-- DATASET EXCERPTS follows --
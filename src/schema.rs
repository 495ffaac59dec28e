//! Schema type declarations
//!
//! The in-memory form of a named type from a schema document, as handed over
//! by the schema parser. Consumed read-only by the generation context.

use serde::{Deserialize, Serialize};
use std::fmt;

use crate::scalar::ScalarType;

/// Capability category of a declaration
///
/// Selects both the construction routine and the plugin interface that
/// applies to a declaration.
#[derive(Debug, Clone, Copy, PartialEq, Eq, Hash, PartialOrd, Ord, Serialize, Deserialize)]
#[serde(rename_all = "snake_case")]
pub enum TypeCategory {
    Object,
    Array,
    Union,
    Enumeration,
    Reference,
}

impl TypeCategory {
    pub const ALL: [TypeCategory; 5] = [
        TypeCategory::Object,
        TypeCategory::Array,
        TypeCategory::Union,
        TypeCategory::Enumeration,
        TypeCategory::Reference,
    ];

    pub fn as_str(&self) -> &'static str {
        match self {
            TypeCategory::Object => "object",
            TypeCategory::Array => "array",
            TypeCategory::Union => "union",
            TypeCategory::Enumeration => "enumeration",
            TypeCategory::Reference => "reference",
        }
    }
}

impl fmt::Display for TypeCategory {
    fn fmt(&self, f: &mut fmt::Formatter<'_>) -> fmt::Result {
        f.write_str(self.as_str())
    }
}

/// A plugin directive: identifier plus ordered string arguments
#[derive(Debug, Clone, PartialEq, Eq, Hash, Serialize, Deserialize)]
pub struct PluginDef {
    pub name: String,
    #[serde(default)]
    pub arguments: Vec<String>,
}

impl PluginDef {
    pub fn new(name: impl Into<String>, arguments: Vec<String>) -> Self {
        Self {
            name: name.into(),
            arguments,
        }
    }

    /// A directive without arguments
    pub fn bare(name: impl Into<String>) -> Self {
        Self::new(name, Vec::new())
    }
}

/// Per-type annotations understood by the generator
#[derive(Debug, Clone, Default, PartialEq, Eq, Serialize, Deserialize)]
#[serde(rename_all = "camelCase")]
pub struct Annotations {
    /// Overrides the generated type name
    #[serde(default)]
    pub class_name: Option<String>,

    /// Overrides the generated implementation struct name
    #[serde(default)]
    pub implementation_class_name: Option<String>,

    /// Keep required scalars unwrapped instead of boxing them into `Option`
    #[serde(default)]
    pub use_primitive: bool,

    /// Generate the trait only, without an implementation struct
    #[serde(default, rename = "abstract")]
    pub is_abstract: bool,

    /// User-declared plugins, in declaration order
    #[serde(default)]
    pub plugins: Vec<PluginDef>,
}

fn default_true() -> bool {
    true
}

/// A property of an object type
#[derive(Debug, Clone, PartialEq, Eq, Serialize, Deserialize)]
pub struct Property {
    pub name: String,

    /// Type expression: scalar name, named type, or `T[]`
    #[serde(rename = "type")]
    pub type_expr: String,

    #[serde(default = "default_true")]
    pub required: bool,

    /// Scalar width refinement (`int32`, `double`, ...)
    #[serde(default, skip_serializing_if = "Option::is_none")]
    pub format: Option<String>,

    #[serde(default, skip_serializing_if = "Option::is_none")]
    pub description: Option<String>,

    /// Plugins applying to this property's type reference only
    #[serde(default, skip_serializing_if = "Vec::is_empty")]
    pub plugins: Vec<PluginDef>,
}

impl Property {
    pub fn new(name: impl Into<String>, type_expr: impl Into<String>) -> Self {
        Self {
            name: name.into(),
            type_expr: type_expr.into(),
            required: true,
            format: None,
            description: None,
            plugins: Vec::new(),
        }
    }

    pub fn optional(mut self) -> Self {
        self.required = false;
        self
    }

    pub fn with_format(mut self, format: impl Into<String>) -> Self {
        self.format = Some(format.into());
        self
    }

    /// Parsed type expression
    pub fn expr(&self) -> TypeExpr {
        TypeExpr::parse(&self.type_expr, self.format.as_deref())
    }
}

/// Shape of a declaration, one variant per category
#[derive(Debug, Clone, PartialEq, Eq, Serialize, Deserialize)]
#[serde(tag = "kind", rename_all = "snake_case")]
pub enum TypeShape {
    Object {
        #[serde(default)]
        properties: Vec<Property>,
        /// Property naming the concrete subtype in polymorphic payloads
        #[serde(default)]
        discriminator: Option<String>,
        #[serde(default, rename = "discriminatorValue")]
        discriminator_value: Option<String>,
        #[serde(default, rename = "additionalProperties")]
        additional_properties: bool,
    },
    Array {
        items: String,
    },
    Union {
        members: Vec<String>,
    },
    Enumeration {
        values: Vec<String>,
    },
    Reference {
        target: String,
        #[serde(default)]
        format: Option<String>,
    },
}

/// A named schema type
#[derive(Debug, Clone, PartialEq, Eq, Serialize, Deserialize)]
pub struct TypeDeclaration {
    pub name: String,

    #[serde(default, skip_serializing_if = "Option::is_none")]
    pub description: Option<String>,

    /// Declared parent type names (multiple inheritance permitted)
    #[serde(default)]
    pub parents: Vec<String>,

    #[serde(flatten)]
    pub shape: TypeShape,

    #[serde(default)]
    pub annotations: Annotations,
}

impl TypeDeclaration {
    pub fn new(name: impl Into<String>, shape: TypeShape) -> Self {
        Self {
            name: name.into(),
            description: None,
            parents: Vec::new(),
            shape,
            annotations: Annotations::default(),
        }
    }

    /// An object type with the given properties
    pub fn object(name: impl Into<String>, properties: Vec<Property>) -> Self {
        Self::new(
            name,
            TypeShape::Object {
                properties,
                discriminator: None,
                discriminator_value: None,
                additional_properties: false,
            },
        )
    }

    pub fn with_parents(mut self, parents: &[&str]) -> Self {
        self.parents = parents.iter().map(|p| p.to_string()).collect();
        self
    }

    pub fn with_annotations(mut self, annotations: Annotations) -> Self {
        self.annotations = annotations;
        self
    }

    /// Category, determined by inspecting the shape
    pub fn category(&self) -> TypeCategory {
        match self.shape {
            TypeShape::Object { .. } => TypeCategory::Object,
            TypeShape::Array { .. } => TypeCategory::Array,
            TypeShape::Union { .. } => TypeCategory::Union,
            TypeShape::Enumeration { .. } => TypeCategory::Enumeration,
            TypeShape::Reference { .. } => TypeCategory::Reference,
        }
    }

    /// Own properties (empty for non-object shapes)
    pub fn properties(&self) -> &[Property] {
        match &self.shape {
            TypeShape::Object { properties, .. } => properties,
            _ => &[],
        }
    }
}

/// Parsed type expression
#[derive(Debug, Clone, PartialEq, Eq)]
pub enum TypeExpr {
    Scalar {
        scalar: ScalarType,
        format: Option<String>,
    },
    Named(String),
    Array(Box<TypeExpr>),
}

impl TypeExpr {
    /// Parse `string`, `Person`, `Person[]`, `integer[][]`, ...
    ///
    /// `format` refines the innermost scalar.
    pub fn parse(expr: &str, format: Option<&str>) -> Self {
        let expr = expr.trim();
        if let Some(inner) = expr.strip_suffix("[]") {
            return TypeExpr::Array(Box::new(Self::parse(inner, format)));
        }
        match ScalarType::from_schema_name(expr) {
            Some(scalar) => TypeExpr::Scalar {
                scalar,
                format: format.map(String::from),
            },
            None => TypeExpr::Named(expr.to_string()),
        }
    }

    /// Named types referenced anywhere in this expression
    pub fn named_types(&self) -> Vec<&str> {
        match self {
            TypeExpr::Scalar { .. } => Vec::new(),
            TypeExpr::Named(name) => vec![name.as_str()],
            TypeExpr::Array(inner) => inner.named_types(),
        }
    }
}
-- DATASET EXCERPTS concluded --
--- PROBLEM STATEMENT ---
Print the records verbatim, stopping after the "plugin interface that" line.

--- RESPONSE ---
filename src/schema.rs
repository 495ffaac59dec28e
//! Schema type declarations
//!
//! The in-memory form of a named type from a schema document, as handed over
//! by the schema parser. Consumed read-only by the generation context.

use serde::{Deserialize, Serialize};
use std::fmt;

use crate::scalar::ScalarType;

/// Capability category of a declaration
///
/// Selects both the construction routine and the plugin interface that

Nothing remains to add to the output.